▸ WORK ITEM: Nothing should differ. Repeat every record as written.

++++ RECORDS SHOWN

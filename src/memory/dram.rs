//! Banked DRAM timing model with open-page and close-page row buffer
//! policies.

use super::cache::{get_log_2, is_pow_2};

pub const NUM_BANKS: usize = 16;

const DELAY_BUS: u32 = 10;
const DELAY_CAS: u32 = 45;
const DELAY_ACT: u32 = 45;
const DELAY_PRE: u32 = 45;

/// Flat delay used by mode B, which never consults a row buffer at all.
pub const MODE_B_FIXED_DELAY: u32 = 100;

#[derive(Clone, Copy, Debug, PartialEq, Eq, Default)]
pub enum DramPolicy {
    #[default]
    Open,
    Close,
}

/// Per-bank record of the most recently activated row.
#[derive(Clone, Copy, Default)]
struct RowBuffer {
    valid: bool,
    row_id: u32,
}

/// Banked DRAM model: one row buffer per bank, independent banks.
pub struct Dram {
    policy: DramPolicy,
    banks: Vec<RowBuffer>,
    bank_bits: usize,

    pub stat_read_access: u64,
    pub stat_write_access: u64,
    pub stat_read_delay: u64,
    pub stat_write_delay: u64,
}

impl Dram {
    pub fn make(policy: DramPolicy) -> Self {
        assert!(is_pow_2(NUM_BANKS));
        Self {
            policy,
            banks: vec![RowBuffer::default(); NUM_BANKS],
            bank_bits: get_log_2(NUM_BANKS),
            stat_read_access: 0,
            stat_write_access: 0,
            stat_read_delay: 0,
            stat_write_delay: 0,
        }
    }

    fn bank_of(&self, line_addr: u32) -> (usize, u32) {
        let row = line_addr >> self.bank_bits;
        (row as usize % NUM_BANKS, row)
    }

    /// Computes and records the delay of one DRAM access. Always succeeds.
    pub fn access(&mut self, line_addr: u32, is_write: bool) -> u32 {
        let (bank, row) = self.bank_of(line_addr);
        let delay = DELAY_BUS + self.activation_delay(bank, row);

        if is_write {
            self.stat_write_access += 1;
            self.stat_write_delay += delay as u64;
        } else {
            self.stat_read_access += 1;
            self.stat_read_delay += delay as u64;
        }
        delay
    }

    fn activation_delay(&mut self, bank: usize, row: u32) -> u32 {
        let buf = &mut self.banks[bank];
        match self.policy {
            DramPolicy::Open => {
                if buf.valid {
                    if buf.row_id == row {
                        DELAY_CAS
                    } else {
                        buf.row_id = row;
                        DELAY_PRE + DELAY_ACT + DELAY_CAS
                    }
                } else {
                    buf.valid = true;
                    buf.row_id = row;
                    DELAY_ACT + DELAY_CAS
                }
            }
            DramPolicy::Close => {
                buf.row_id = row;
                buf.valid = false;
                DELAY_ACT + DELAY_CAS
            }
        }
    }

    /// Records a fixed-delay access without consulting any row buffer, used
    /// by mode B which bypasses the row-buffer model entirely.
    pub fn access_flat(&mut self, is_write: bool, delay: u32) -> u32 {
        if is_write {
            self.stat_write_access += 1;
            self.stat_write_delay += delay as u64;
        } else {
            self.stat_read_access += 1;
            self.stat_read_delay += delay as u64;
        }
        delay
    }

    pub fn read_delay_avg(&self) -> f64 {
        if self.stat_read_access == 0 {
            0.0
        } else {
            self.stat_read_delay as f64 / self.stat_read_access as f64
        }
    }

    pub fn write_delay_avg(&self) -> f64 {
        if self.stat_write_access == 0 {
            0.0
        } else {
            self.stat_write_delay as f64 / self.stat_write_access as f64
        }
    }
}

++++++++

▸ RESPONSE BOX:
filename src/memory/dram.rs
//! Banked DRAM timing model with open-page and close-page row buffer
//! policies.

use super::cache::{get_log_2, is_pow_2};

pub const NUM_BANKS: usize = 16;

const DELAY_BUS: u32 = 10;
const DELAY_CAS: u32 = 45;
const DELAY_ACT: u32 = 45;
const DELAY_PRE: u32 = 45;

/// Flat delay used by mode B, which never consults a row buffer at all.
pub const MODE_B_FIXED_DELAY: u32 = 100;

#[derive(Clone, Copy, Debug, PartialEq, Eq, Default)]
pub enum DramPolicy {
    #[default]
    Open,
    Close,
}

/// Per-bank record of the most recently activated row.
#[derive(Clone, Copy, Default)]
struct RowBuffer {
    valid: bool,
    row_id: u32,
}

/// Banked DRAM model: one row buffer per bank, independent banks.
pub struct Dram {
    policy: DramPolicy,
    banks: Vec<RowBuffer>,
    bank_bits: usize,

    pub stat_read_access: u64,
    pub stat_write_access: u64,
    pub stat_read_delay: u64,
    pub stat_write_delay: u64,
}

impl Dram {
    pub fn make(policy: DramPolicy) -> Self {
        assert!(is_pow_2(NUM_BANKS));
        Self {
            policy,
            banks: vec![RowBuffer::default(); NUM_BANKS],
            bank_bits: get_log_2(NUM_BANKS),
            stat_read_access: 0,
            stat_write_access: 0,
            stat_read_delay: 0,
            stat_write_delay: 0,
        }
    }

    fn bank_of(&self, line_addr: u32) -> (usize, u32) {
        let row = line_addr >> self.bank_bits;
        (row as usize % NUM_BANKS, row)
    }

    /// Computes and records the delay of one DRAM access. Always succeeds.
    pub fn access(&mut self, line_addr: u32, is_write: bool) -> u32 {
        let (bank, row) = self.bank_of(line_addr);
        let delay = DELAY_BUS + self.activation_delay(bank, row);

        if is_write {
            self.stat_write_access += 1;
            self.stat_write_delay += delay as u64;
        } else {
            self.stat_read_access += 1;
            self.stat_read_delay += delay as u64;
        }
        delay
    }

    fn activation_delay(&mut self, bank: usize, row: u32) -> u32 {
        let buf = &mut self.banks[bank];
        match self.policy {
            DramPolicy::Open => {
                if buf.valid {
                    if buf.row_id == row {
                        DELAY_CAS
                    } else {
                        buf.row_id = row;
                        DELAY_PRE + DELAY_ACT + DELAY_CAS
                    }
                } else {
                    buf.valid = true;
                    buf.row_id = row;
                    DELAY_ACT + DELAY_CAS
                }
            }
            DramPolicy::Close => {
                buf.row_id = row;
                buf.valid = false;
                DELAY_ACT + DELAY_CAS
            }
        }
    }

    /// Records a fixed-delay access without consulting any row buffer, used
    /// by mode B which bypasses the row-buffer model entirely.
    pub fn access_flat(&mut self, is_write: bool, delay: u32) -> u32 {
        if is_write {
            self.stat_write_access += 1;
            self.stat_write_delay += delay as u64;
        } else {
            self.stat_read_access += 1;
            self.stat_read_delay += delay as u64;
        }
        delay
    }

    pub fn read_delay_avg(&self) -> f64 {
        if self.stat_read_access == 0 {
            0.0
        } else {
            self.stat_read_delay as f64 / self.stat_read_access as f64
        }
    }

    pub fn write_delay_avg(&self) -> f64 {
        if self.stat_write_access == 0 {
            0.0
        } else {
            self.stat_write_delay as f64 / self.stat_write_access as f64
        }
    }
}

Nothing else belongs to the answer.